[Collected data entries]

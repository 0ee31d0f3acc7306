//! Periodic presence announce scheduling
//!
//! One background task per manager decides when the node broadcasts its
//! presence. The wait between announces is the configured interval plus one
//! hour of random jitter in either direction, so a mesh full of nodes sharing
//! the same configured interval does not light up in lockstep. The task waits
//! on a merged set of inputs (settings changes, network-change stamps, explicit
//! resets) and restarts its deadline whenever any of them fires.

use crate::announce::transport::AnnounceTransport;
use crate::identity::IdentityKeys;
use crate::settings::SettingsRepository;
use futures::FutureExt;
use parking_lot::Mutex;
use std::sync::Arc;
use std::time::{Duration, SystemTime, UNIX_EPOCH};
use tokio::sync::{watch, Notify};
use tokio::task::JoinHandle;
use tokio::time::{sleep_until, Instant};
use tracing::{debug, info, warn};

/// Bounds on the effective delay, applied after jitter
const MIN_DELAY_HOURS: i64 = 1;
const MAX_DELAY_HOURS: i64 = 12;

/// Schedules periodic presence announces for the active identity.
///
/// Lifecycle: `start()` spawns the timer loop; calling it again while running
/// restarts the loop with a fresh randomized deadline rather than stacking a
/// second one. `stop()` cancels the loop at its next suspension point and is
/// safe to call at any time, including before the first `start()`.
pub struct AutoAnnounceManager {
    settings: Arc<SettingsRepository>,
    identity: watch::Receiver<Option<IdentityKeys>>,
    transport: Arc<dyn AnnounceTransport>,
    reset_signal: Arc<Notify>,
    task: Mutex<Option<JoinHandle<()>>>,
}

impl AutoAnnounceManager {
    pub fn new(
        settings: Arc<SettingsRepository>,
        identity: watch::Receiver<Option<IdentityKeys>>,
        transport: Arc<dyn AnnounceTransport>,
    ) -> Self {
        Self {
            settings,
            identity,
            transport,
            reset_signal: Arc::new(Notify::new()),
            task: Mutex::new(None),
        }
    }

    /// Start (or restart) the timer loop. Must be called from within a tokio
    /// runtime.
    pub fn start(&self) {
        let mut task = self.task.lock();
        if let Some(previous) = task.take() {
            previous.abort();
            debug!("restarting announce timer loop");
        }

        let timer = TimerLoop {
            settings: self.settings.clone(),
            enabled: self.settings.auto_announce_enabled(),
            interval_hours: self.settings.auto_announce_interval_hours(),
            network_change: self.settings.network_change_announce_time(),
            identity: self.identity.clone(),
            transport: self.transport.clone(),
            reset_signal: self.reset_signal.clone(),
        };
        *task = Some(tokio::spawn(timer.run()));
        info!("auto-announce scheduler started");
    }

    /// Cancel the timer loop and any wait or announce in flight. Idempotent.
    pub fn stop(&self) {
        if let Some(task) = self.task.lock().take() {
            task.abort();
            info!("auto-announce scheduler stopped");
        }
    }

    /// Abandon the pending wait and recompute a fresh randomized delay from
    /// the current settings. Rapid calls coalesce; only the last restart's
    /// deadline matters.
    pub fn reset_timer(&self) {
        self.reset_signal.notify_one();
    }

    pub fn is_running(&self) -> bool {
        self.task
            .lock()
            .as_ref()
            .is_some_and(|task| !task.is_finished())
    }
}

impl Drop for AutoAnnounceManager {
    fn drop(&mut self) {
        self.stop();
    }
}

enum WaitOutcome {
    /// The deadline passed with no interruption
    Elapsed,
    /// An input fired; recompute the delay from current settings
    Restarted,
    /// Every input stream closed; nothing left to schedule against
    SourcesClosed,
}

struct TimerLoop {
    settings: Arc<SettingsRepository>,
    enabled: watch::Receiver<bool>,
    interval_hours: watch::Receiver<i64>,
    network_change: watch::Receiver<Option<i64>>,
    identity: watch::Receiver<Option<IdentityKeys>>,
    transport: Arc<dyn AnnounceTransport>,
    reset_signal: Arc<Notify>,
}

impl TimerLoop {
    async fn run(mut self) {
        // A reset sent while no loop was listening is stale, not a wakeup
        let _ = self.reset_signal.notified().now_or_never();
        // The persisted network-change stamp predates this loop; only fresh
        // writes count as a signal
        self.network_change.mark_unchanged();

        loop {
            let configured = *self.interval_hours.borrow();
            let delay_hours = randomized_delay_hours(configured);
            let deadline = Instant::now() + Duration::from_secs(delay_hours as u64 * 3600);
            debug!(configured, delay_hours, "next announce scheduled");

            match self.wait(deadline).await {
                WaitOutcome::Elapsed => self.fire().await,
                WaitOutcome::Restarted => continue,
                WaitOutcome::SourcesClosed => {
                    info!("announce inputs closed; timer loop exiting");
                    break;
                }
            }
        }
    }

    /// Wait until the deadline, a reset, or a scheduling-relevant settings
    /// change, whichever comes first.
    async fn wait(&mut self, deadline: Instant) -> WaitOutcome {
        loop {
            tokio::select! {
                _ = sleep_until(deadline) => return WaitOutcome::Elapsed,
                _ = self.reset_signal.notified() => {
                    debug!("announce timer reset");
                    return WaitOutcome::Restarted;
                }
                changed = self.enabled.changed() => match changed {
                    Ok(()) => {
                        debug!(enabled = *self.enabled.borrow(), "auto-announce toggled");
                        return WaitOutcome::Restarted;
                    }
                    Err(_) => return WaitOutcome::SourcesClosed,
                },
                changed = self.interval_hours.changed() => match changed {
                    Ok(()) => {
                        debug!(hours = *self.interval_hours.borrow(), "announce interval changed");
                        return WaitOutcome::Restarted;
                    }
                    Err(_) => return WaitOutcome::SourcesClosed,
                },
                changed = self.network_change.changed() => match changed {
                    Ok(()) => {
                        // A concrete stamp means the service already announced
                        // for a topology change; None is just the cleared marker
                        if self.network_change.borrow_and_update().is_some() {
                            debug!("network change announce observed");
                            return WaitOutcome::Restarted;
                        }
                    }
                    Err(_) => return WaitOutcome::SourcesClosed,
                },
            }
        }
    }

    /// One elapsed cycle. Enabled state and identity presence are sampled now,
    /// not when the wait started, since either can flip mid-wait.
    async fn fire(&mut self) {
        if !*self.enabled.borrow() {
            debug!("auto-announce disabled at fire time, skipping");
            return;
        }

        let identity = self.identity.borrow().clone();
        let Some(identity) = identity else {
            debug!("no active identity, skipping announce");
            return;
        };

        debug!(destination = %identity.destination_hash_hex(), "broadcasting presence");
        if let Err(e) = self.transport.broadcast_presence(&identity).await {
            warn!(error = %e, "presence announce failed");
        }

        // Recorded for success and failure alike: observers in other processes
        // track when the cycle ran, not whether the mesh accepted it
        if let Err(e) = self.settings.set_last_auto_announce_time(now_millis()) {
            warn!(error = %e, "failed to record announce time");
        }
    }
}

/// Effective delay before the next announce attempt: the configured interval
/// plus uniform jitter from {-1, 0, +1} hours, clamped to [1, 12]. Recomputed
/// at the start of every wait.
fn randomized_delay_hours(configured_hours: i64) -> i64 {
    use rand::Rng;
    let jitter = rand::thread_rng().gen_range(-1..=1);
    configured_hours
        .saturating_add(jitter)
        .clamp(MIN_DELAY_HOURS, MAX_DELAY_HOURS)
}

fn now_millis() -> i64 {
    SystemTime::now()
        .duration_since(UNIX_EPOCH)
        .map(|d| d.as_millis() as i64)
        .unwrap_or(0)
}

ABOUT THIS EXERCISE
Beginning at the top of the data, please return every line until and including the line containing "const MAX_DELAY_HOURS: i64 = 12;", copied exactly, and nothing past it.

ANSWER FOR THE TASK
repository 0ee31d0f3acc7306
//! Periodic presence announce scheduling
//!
//! One background task per manager decides when the node broadcasts its
//! presence. The wait between announces is the configured interval plus one
//! hour of random jitter in either direction, so a mesh full of nodes sharing
//! the same configured interval does not light up in lockstep. The task waits
//! on a merged set of inputs (settings changes, network-change stamps, explicit
//! resets) and restarts its deadline whenever any of them fires.

use crate::announce::transport::AnnounceTransport;
use crate::identity::IdentityKeys;
use crate::settings::SettingsRepository;
use futures::FutureExt;
use parking_lot::Mutex;
use std::sync::Arc;
use std::time::{Duration, SystemTime, UNIX_EPOCH};
use tokio::sync::{watch, Notify};
use tokio::task::JoinHandle;
use tokio::time::{sleep_until, Instant};
use tracing::{debug, info, warn};

/// Bounds on the effective delay, applied after jitter
const MIN_DELAY_HOURS: i64 = 1;
const MAX_DELAY_HOURS: i64 = 12;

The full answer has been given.